A warning from the International Monetary Fund said that the world’s trade system would be undermined and the U.S. economy could be hurt by the trade policies of the Trump administration.
A trade war would result in “losers on both sides” and can present a “serious” impact, said IMF Director Christine Lagarde.
This caution was timed with the announcement of imposition of trade tariffs worth $50 billion on Chinese products by the Trump administration.
The import tariffs placed by the U.S. on steel and aluminium which was announced in March, have already been implemented.
Already, introduction or announcement of plans for counter-measures in retaliation to those tariffs have been made by U.S. trade4 partners Europe, Mexico, Canada and China.

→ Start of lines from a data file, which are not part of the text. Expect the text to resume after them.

//! Named registry of background tasks.
//!
//! Every public backend operation runs as a spawned task registered under
//! a name, so `close()` can abort whatever is still in flight.

use std::collections::HashMap;
use std::future::Future;
use std::sync::atomic::{AtomicU64, Ordering};
use std::sync::Mutex;
use tokio::task::{AbortHandle, JoinHandle};

use crate::{lock_ignore_poison, BackendError, Result};

#[derive(Default)]
pub(crate) struct BackendTasks {
    tasks: Mutex<HashMap<u64, (String, AbortHandle)>>,
    next: AtomicU64,
}

impl BackendTasks {
    /// Spawn `fut` under `name`.
    pub(crate) fn spawn<F>(&self, name: &str, fut: F) -> JoinHandle<F::Output>
    where
        F: Future + Send + 'static,
        F::Output: Send + 'static,
    {
        // ---
        let handle = tokio::spawn(fut);
        let id = self.next.fetch_add(1, Ordering::Relaxed);

        let mut tasks = lock_ignore_poison(&self.tasks);
        tasks.retain(|_, (_, h)| !h.is_finished());
        tasks.insert(id, (name.to_string(), handle.abort_handle()));
        handle
    }

    /// Spawn `fut` under `name` and wait for it.
    ///
    /// # Errors
    ///
    /// The task's own error, or [`BackendError::ConnectionClosed`] when the
    /// task was cancelled.
    pub(crate) async fn run<F, T>(&self, name: &str, fut: F) -> Result<T>
    where
        F: Future<Output = Result<T>> + Send + 'static,
        T: Send + 'static,
    {
        // ---
        match self.spawn(name, fut).await {
            Ok(result) => result,
            Err(err) if err.is_cancelled() => {
                Err(BackendError::ConnectionClosed(format!("{name} cancelled")))
            }
            Err(err) => Err(BackendError::Transport(format!("{name} panicked: {err}"))),
        }
    }

    /// Abort every running task registered under `name`.
    #[cfg(test)]
    pub(crate) fn cancel(&self, name: &str) {
        // ---
        let mut tasks = lock_ignore_poison(&self.tasks);
        tasks.retain(|_, (n, h)| {
            if n == name {
                h.abort();
                false
            } else {
                !h.is_finished()
            }
        });
    }

    pub(crate) fn cancel_all(&self) {
        for (_, (_, handle)) in lock_ignore_poison(&self.tasks).drain() {
            handle.abort();
        }
    }

    /// Running tasks registered under `name`.
    #[cfg(test)]
    pub(crate) fn running(&self, name: &str) -> usize {
        lock_ignore_poison(&self.tasks)
            .values()
            .filter(|(n, h)| n == name && !h.is_finished())
            .count()
    }
}

#[cfg(test)]
mod tests {
    // ---
    use super::*;
    use std::time::Duration;

    #[tokio::test]
    async fn test_run_returns_task_result() {
        // ---
        let tasks = BackendTasks::default();
        let value = tasks.run("add", async { Ok(2 + 2) }).await.unwrap();
        assert_eq!(value, 4);
    }

    #[tokio::test]
    async fn test_cancel_by_name() {
        // ---
        let tasks = BackendTasks::default();
        let slow = tasks.spawn("slow", tokio::time::sleep(Duration::from_secs(60)));
        let other = tasks.spawn("other", tokio::time::sleep(Duration::from_secs(60)));
        assert_eq!(tasks.running("slow"), 1);

        tasks.cancel("slow");
        assert!(slow.await.unwrap_err().is_cancelled());
        assert_eq!(tasks.running("other"), 1);

        tasks.cancel_all();
        assert!(other.await.unwrap_err().is_cancelled());
    }

    #[tokio::test]
    async fn test_cancelled_run_is_connection_closed() {
        // ---
        let tasks = std::sync::Arc::new(BackendTasks::default());
        let runner = {
            let tasks = tasks.clone();
            tokio::spawn(async move {
                tasks
                    .run("stuck", async {
                        tokio::time::sleep(Duration::from_secs(60)).await;
                        Ok(())
                    })
                    .await
            })
        };
        tokio::time::sleep(Duration::from_millis(10)).await;
        tasks.cancel("stuck");

        let result = runner.await.unwrap();
        assert!(matches!(result, Err(BackendError::ConnectionClosed(_))));
    }
}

There is concern about how the trade tensions would impact on sentiment, said Lagarde even though the IMF is anticipating very little impact of the tariffs on steel and aluminum on the global economy where GDP would be slowed by a fraction of a percentage point.
“What is more critical and more difficult to factor in at the moment … is the actual impact on confidence,” Lagarde said at a press conference in Washington.
The White House is reacting to increasing concerns about the side-effects of free trade. the IMF said. Trump has already threatened to withdraw from the North American Free Trade Agreement (Nafta).
“These measures, though, are likely to move the globe further away from an open, fair and rules-based trade system, with adverse effects for both the US economy and for trading partners,” the IMF said.
The risks were outlined in the annual review of the US economy by the IMF. It anticipated a bright near-term outlook for the U.S. economy.
Economic activity in the U.S. would be temporarily boosted by the Trump administration’s $1.5 trillion worth of tax cuts and the $300 billion enhancement in government spending, opined the IMF and forecast a US growth rate of 2.9% this year.
But as the decade continues and the impacts of the tax cuts fade away, the IMF expects the U.S. economy to slow down. The organization predicts GDP growth rates for the economy at 2.7% in 2019 and 1.9% in 2020.
Those forecast by the IMF were refuted in a statement by the US Treasury Department saying that the policies undertaken by the White House – which includes the de-regulation and tax reform, would provide “more sustainable economic growth”.
“While we appreciate the IMF’s work on their report and share similar short term forecasts on US economic growth, we differ significantly on the medium and long term projections,” the US said.
While hoping that the predictions of Treasury Secretary Steven Mnuchin to be correct, Lagarde said that she is concerned about the increasing public debt and the impact of a sudden fit of inflation.
“Despite good near-term prospects, a number of vulnerabilities are being built-up,” the IMF said.